Une voix féminine retentit tout autour de lui.
- Stase enclenchée, Knig numéro 4-8. Bonne visualisation…
Rodan ouvrit les paupières et les murs de jais se mirent à tourbillonner pour se transformer peu à peu. Des dizaines de paillettes colorées se mirent à voltiger autour de lui et une musique retentit en allant crescendo. Elle était composée d’un long solo de guitare électrique, qui se coupa soudainement. Un air plus doux au piano intervint, suivi par une voix masculine assez aiguë.
“Full the moon and midnight sky,
Trough the dark they ride
Warriors of forever will sacrifice the night…”
Les paroles continuaient ainsi, calmement, racontant l’histoire de preux chevaliers cherchant à survivre dans leur pays, autrefois magnifique, mais qui fut malheureusement attaqué par une nuée de cruels dragons. Ensuite,une batterie entra en jeu, accompagnée par le retour de la guitare électrique, la voix du chanteur se fit plus incisive encore pour entonner le refrain.

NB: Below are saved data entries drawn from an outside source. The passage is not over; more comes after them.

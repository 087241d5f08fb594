//! Multi-step approval workflows.
//!
//! A request moves `pending → pending` (step advance) and finally into
//! one of `approved`, `rejected` or `expired`. Decisions and timeouts on
//! the same request are serialized by a per-request async mutex, and
//! every status or step write is a compare-and-swap against the state
//! that was read, so a request reaches a terminal state at most once.

use std::collections::HashSet;
use std::sync::Arc;

use chrono::{DateTime, Utc};
use serde_json::json;
use tracing::{debug, error, info, warn};
use uuid::Uuid;
use warden_core::error::{DomainError, WardenError, WardenResult};
use warden_core::models::approval::{
    ApprovalHistoryFilter, ApprovalRequest, ApprovalRequestDetail, CreateApprovalRequest,
    CreateApprovalResponse, Decision, RequestStatus, SubmitApproval,
};
use warden_core::models::workflow::{
    ApprovalType, ApprovalWorkflow, CreateWorkflow, UpdateWorkflow, validate_approvers,
};
use warden_core::repository::{
    ApprovalRequestRepository, PaginatedResult, Pagination, Store, WorkflowRepository,
};

use crate::audit;
use crate::config::AuthzConfig;
use crate::events::{ApprovalEvent, ApprovalEventSink};
use crate::locks::RequestLocks;
use crate::roles::user_roles;
use crate::timer::TimeoutScheduler;

/// Actor recorded on audit entries written by timers.
const SYSTEM_ACTOR: &str = "system";

/// Workflow definitions and the requests raised against them.
///
/// Cloning is cheap; clones share timers and request locks.
pub struct ApprovalWorkflowManager<S: Store> {
    store: S,
    events: Arc<dyn ApprovalEventSink>,
    timers: Arc<TimeoutScheduler>,
    locks: Arc<RequestLocks>,
    config: AuthzConfig,
}

impl<S: Store> Clone for ApprovalWorkflowManager<S> {
    fn clone(&self) -> Self {
        Self {
            store: self.store.clone(),
            events: Arc::clone(&self.events),
            timers: Arc::clone(&self.timers),
            locks: Arc::clone(&self.locks),
            config: self.config.clone(),
        }
    }
}
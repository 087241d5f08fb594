//! Short-lived cache of `check_permission` decisions.
//!
//! Best effort: entries expire after the configured TTL and are dropped
//! on every write that could change a decision. An allow never outlives
//! the grant or delegation that produced it.

use std::collections::HashMap;
use std::sync::RwLock;
use std::time::{Duration, Instant};

use chrono::{DateTime, Utc};
use tracing::debug;
use uuid::Uuid;

#[derive(Debug)]
pub struct DecisionCache {
    ttl: Duration,
    /// Decision and the instant it stops being served.
    entries: RwLock<HashMap<String, (bool, Instant)>>,
}

impl DecisionCache {
    pub fn new(ttl: Duration) -> Self {
        Self {
            ttl,
            entries: RwLock::new(HashMap::new()),
        }
    }

    /// `userDid:orgId:resourceType:resourceId-or-*:permission`
    pub fn key(
        user_did: &str,
        org_id: Uuid,
        resource_type: &str,
        resource_id: Option<&str>,
        permission: &str,
    ) -> String {
        format!(
            "{user_did}:{org_id}:{resource_type}:{}:{permission}",
            resource_id.unwrap_or("*")
        )
    }

    pub fn get(&self, key: &str) -> Option<bool> {
        let entries = self.entries.read().unwrap_or_else(|e| e.into_inner());
        let now = Instant::now();
        entries
            .get(key)
            .filter(|(_, deadline)| now < *deadline)
            .map(|(allowed, _)| *allowed)
    }

    /// Cache `allowed` for the TTL, or only until `valid_until` when the
    /// decision depends on something that ends sooner.
    pub fn insert(&self, key: String, allowed: bool, valid_until: Option<DateTime<Utc>>) {
        let now = Instant::now();
        let mut deadline = now.checked_add(self.ttl).unwrap_or(now);
        if let Some(until) = valid_until {
            let remaining = (until - Utc::now()).to_std().unwrap_or_default();
            deadline = deadline.min(now.checked_add(remaining).unwrap_or(now));
        }

        let mut entries = self.entries.write().unwrap_or_else(|e| e.into_inner());
        entries.retain(|_, (_, at)| now < *at);
        entries.insert(key, (allowed, deadline));
    }

    /// Drop every decision cached for `user_did`.
    pub fn invalidate_user(&self, user_did: &str) {
        let prefix = format!("{user_did}:");
        let mut entries = self.entries.write().unwrap_or_else(|e| e.into_inner());
        let before = entries.len();
        entries.retain(|key, _| !key.starts_with(&prefix));
        debug!(
            user_did,
            dropped = before - entries.len(),
            "Invalidated cached decisions"
        );
    }

    pub fn clear(&self) {
        let mut entries = self.entries.write().unwrap_or_else(|e| e.into_inner());
        debug!(dropped = entries.len(), "Cleared decision cache");
        entries.clear();
    }

    pub fn len(&self) -> usize {
        self.entries
            .read()
            .unwrap_or_else(|e| e.into_inner())
            .len()
    }

    pub fn is_empty(&self) -> bool {
        self.len() == 0
    }
}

“In this land we’ve defended from all things dark and cruel,
Now, we’re defenseless, in a land where dragons rule !”
Rodan se sentait renaître. Il sentait tous ses maux disparaitre peu à peu, ainsi que ses soucis. Il restait assis, au milieu de ce maelstrom de couleur et de musique. Lorsque la basse se tut, un nouvel air de piano retentit, sans paroles, empli de pureté. Les particules en suspension dans les airs disparurent une à une.
- Suite de la transe 4-8. Veuillez patienter.
Une reproduction virtuelle de Rodan apparut en face de l’original, qui en toucha la poitrine d’un doigt.
- Stase, Origine.
Des dizaines de données aux reflets bleutés apparurent.
- Nom à l’arrivée, Brandon. Nom de Knig : Rodan. Age : dix-sept ans, date d’anniversaire : 16 juin. Date d’Officialisation : samedi 18 juillet.
La voix mécanique tenta de poursuivre son énumération, mais le jeune Knig la coupa.
- Stase, affiche l’ Officialisiation numéro 4-8, datant de trois semaines.
- Données corrompues. Fin de la Stase dans trois, deux, un…
La salle redevint entièrement noire, laissant Rodan seul avec lui-même, songeur. Il se leva et sortit pour partir dans la direction inverse de celle de la salle d’entrainement, pour atteindre une nouvelle porte, marquée du nombre 48, qu’il ouvrit à l’aide d’une petite clé dorée. Sa chambre. La pièce était peinte en bleu et seulement meublée d’un lit et d’une armoire. Le jeune homme vint s’asseoir sur sa couche après avoir fermé la porte. Il ne comprenait pas pourquoi sa Stase refusait de lui montrer son Officialisation de Knig. Car, selon la coutume, tous les nouveaux arrivants au Palais étaient “admis” à l’aide d’une cérémonie où l’ensemble de leurs souvenirs étaient effacés. Il ne se souvenait que d’une seule chose; un autre garçon qui avait plus ou moins le même âge que lui. Il lui avait beaucoup parlé, mais l’autre avait disparu après l’Officialisation. Le seul souvenir qu’il lui restait de ces conversations était cette musique qui lui servait de Transe, la préférée de son ancien confident. “Where Dragons Rule”. Après son admission en tant que Knig, il avait été conduit dans cette chambre, où il pouvait se reposer après chaque activité. Il s’était fait de nouveaux amis, dont Marianne, arrivée en même tant que lui.
Le jeune homme soupira et s’allongea un instant. Il espérait pouvoir dormir un peu avant le repas du soir.